That's what a taser is for, innit?
Don't your police have them?
Cor ..... you wouldn't believe some of the stuff that is dealt with
"You have got to be kidding .... "Defense of the Realm" this ain't." ... Pet Peeve Posted Thursday 28th April 2011 11:38 GMT.
Quite so, Pet Peeve, it is Right Royal Protection in Action and Virtual Reality for Defense of Dream Realms and their Promotions in Future Programs as Present Realities ....... for AI Heavenly Views in Beta Paths to Travel.
A Quantum Leap is no Small Step for a Wild English Rose with Bewildering Magic in Insatiable Passions and Abuse of Process is the Tower Route for the Mal Phormed and Uninformed in other Outcomes with Programming.

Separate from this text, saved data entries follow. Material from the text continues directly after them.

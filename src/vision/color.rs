//! Pixel color classification
//!
//! Each color category is a fixed list of threshold predicates over an
//! (r, g, b) triple. A pixel belongs to a category iff every predicate holds.
//! Categories are independent: one pixel may satisfy several of them, and
//! callers decide the priority order.

use serde::{Deserialize, Serialize};

/// A single threshold predicate over (r, g, b)
pub type Predicate = fn(i32, i32, i32) -> bool;

/// Named color categories read off the chart
#[derive(Debug, Clone, Copy, PartialEq, Eq, Hash, Serialize, Deserialize)]
#[serde(rename_all = "lowercase")]
pub enum ColorCategory {
    Red,
    Green,
    Orange,
    Purple,
    Yellow,
    Blue,
    Aqua,
    Fuchsia,
}

impl ColorCategory {
    pub const ALL: [ColorCategory; 8] = [
        Self::Red,
        Self::Green,
        Self::Orange,
        Self::Purple,
        Self::Yellow,
        Self::Blue,
        Self::Aqua,
        Self::Fuchsia,
    ];

    /// The rule for this category
    pub fn rule(self) -> &'static ColorRule {
        &RULES[self as usize]
    }
}

impl std::fmt::Display for ColorCategory {
    fn fmt(&self, f: &mut std::fmt::Formatter<'_>) -> std::fmt::Result {
        write!(f, "{}", self.rule().name)
    }
}

/// Ordered conjunction of predicates for one category
#[derive(Debug)]
pub struct ColorRule {
    pub category: ColorCategory,
    pub name: &'static str,
    pub predicates: &'static [Predicate],
}

impl ColorRule {
    /// Short-circuit AND over the predicate list
    pub fn matches(&self, r: i32, g: i32, b: i32) -> bool {
        self.predicates.iter().all(|p| p(r, g, b))
    }
}

fn spread(r: i32, g: i32, b: i32) -> i32 {
    r.max(g).max(b) - r.min(g).min(b)
}

static RED: &[Predicate] = &[
    |r, g, b| r as f64 > g.max(b) as f64 * 1.2,
    |r, _, _| r > 100,
    // keeps orange bodies out of red
    |r, g, _| (g as f64) < r as f64 * 0.6,
    |r, _, b| (b as f64) < r as f64 * 0.6,
    |r, g, _| r - g > 50,
    |r, g, b| spread(r, g, b) > 40,
];

static GREEN: &[Predicate] = &[
    |r, g, b| g > r.max(b),
    |_, g, _| g > 50,
    |r, g, b| g - r.max(b) > 10,
    |r, g, b| spread(r, g, b) > 15,
    |r, g, b| g > 80 || (g as f64 > r as f64 * 1.5 && g as f64 > b as f64 * 0.8),
];

static ORANGE: &[Predicate] = &[
    |r, g, b| r > g && g > b,
    |r, _, _| r > 80,
    |r, g, _| g > 30 && (g as f64) < r as f64 * 0.8,
    |r, g, b| (b as f64) < r.min(g) as f64 * 0.5,
    |r, g, b| spread(r, g, b) > 25,
];

static PURPLE: &[Predicate] = &[
    |r, g, b| b as f64 >= r.max(g) as f64 * 0.7,
    |r, g, b| g < r && g < b,
    |r, g, b| spread(r, g, b) > 20,
    |r, _, _| r > 20,
    |_, _, b| b > 30,
];

static YELLOW: &[Predicate] = &[
    |r, g, _| r > 100 && g > 100,
    |r, g, b| (b as f64) < r.min(g) as f64 * 0.6,
    |r, g, b| spread(r, g, b) > 20,
    |r, g, _| r > 50 && g > 50,
];

static BLUE: &[Predicate] = &[
    |r, g, b| b as f64 > r.max(g) as f64 * 1.2,
    |r, g, b| spread(r, g, b) > 15,
    |_, _, b| b > 40,
];

static AQUA: &[Predicate] = &[
    |_, g, b| g > 100 && b > 100,
    |r, g, b| (r as f64) < g.min(b) as f64 * 0.6,
    |_, g, b| (g - b).abs() < 80,
    |r, g, b| spread(r, g, b) > 40,
];

static FUCHSIA: &[Predicate] = &[
    |r, _, b| r > 100 && b > 100,
    |r, g, b| (g as f64) < r.min(b) as f64 * 0.6,
    |r, _, b| (r - b).abs() < 80,
    |r, g, b| spread(r, g, b) > 40,
];

/// Lookup table indexed by `ColorCategory as usize`
static RULES: [ColorRule; 8] = [
    ColorRule { category: ColorCategory::Red, name: "red", predicates: RED },
    ColorRule { category: ColorCategory::Green, name: "green", predicates: GREEN },
    ColorRule { category: ColorCategory::Orange, name: "orange", predicates: ORANGE },
    ColorRule { category: ColorCategory::Purple, name: "purple", predicates: PURPLE },
    ColorRule { category: ColorCategory::Yellow, name: "yellow", predicates: YELLOW },
    ColorRule { category: ColorCategory::Blue, name: "blue", predicates: BLUE },
    ColorRule { category: ColorCategory::Aqua, name: "aqua", predicates: AQUA },
    ColorRule { category: ColorCategory::Fuchsia, name: "fuchsia", predicates: FUCHSIA },
];

/// Does (r, g, b) belong to `category`?
pub fn classify(category: ColorCategory, r: i32, g: i32, b: i32) -> bool {
    category.rule().matches(r, g, b)
}

/// Convenience over an 8-bit pixel
pub fn classify_rgb(category: ColorCategory, rgb: [u8; 3]) -> bool {
    classify(category, rgb[0] as i32, rgb[1] as i32, rgb[2] as i32)
}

When Life is a Game whose Code XSSXXXX Scripts does one follow to realise/energise to present future intelligence and completely new views on everything for collective learning with personal experience experiments an attractive and addictive Power Control Driver for Leading Applications with Hot Assets and Critical Needs/Vital Feeds.
It's a little more than just a wedding, methinks, whenever so much is presently at stake.
Quantum Control BetaTest XSSXXXX1104281340.
Damn Universal Translator is ont he fritz again!!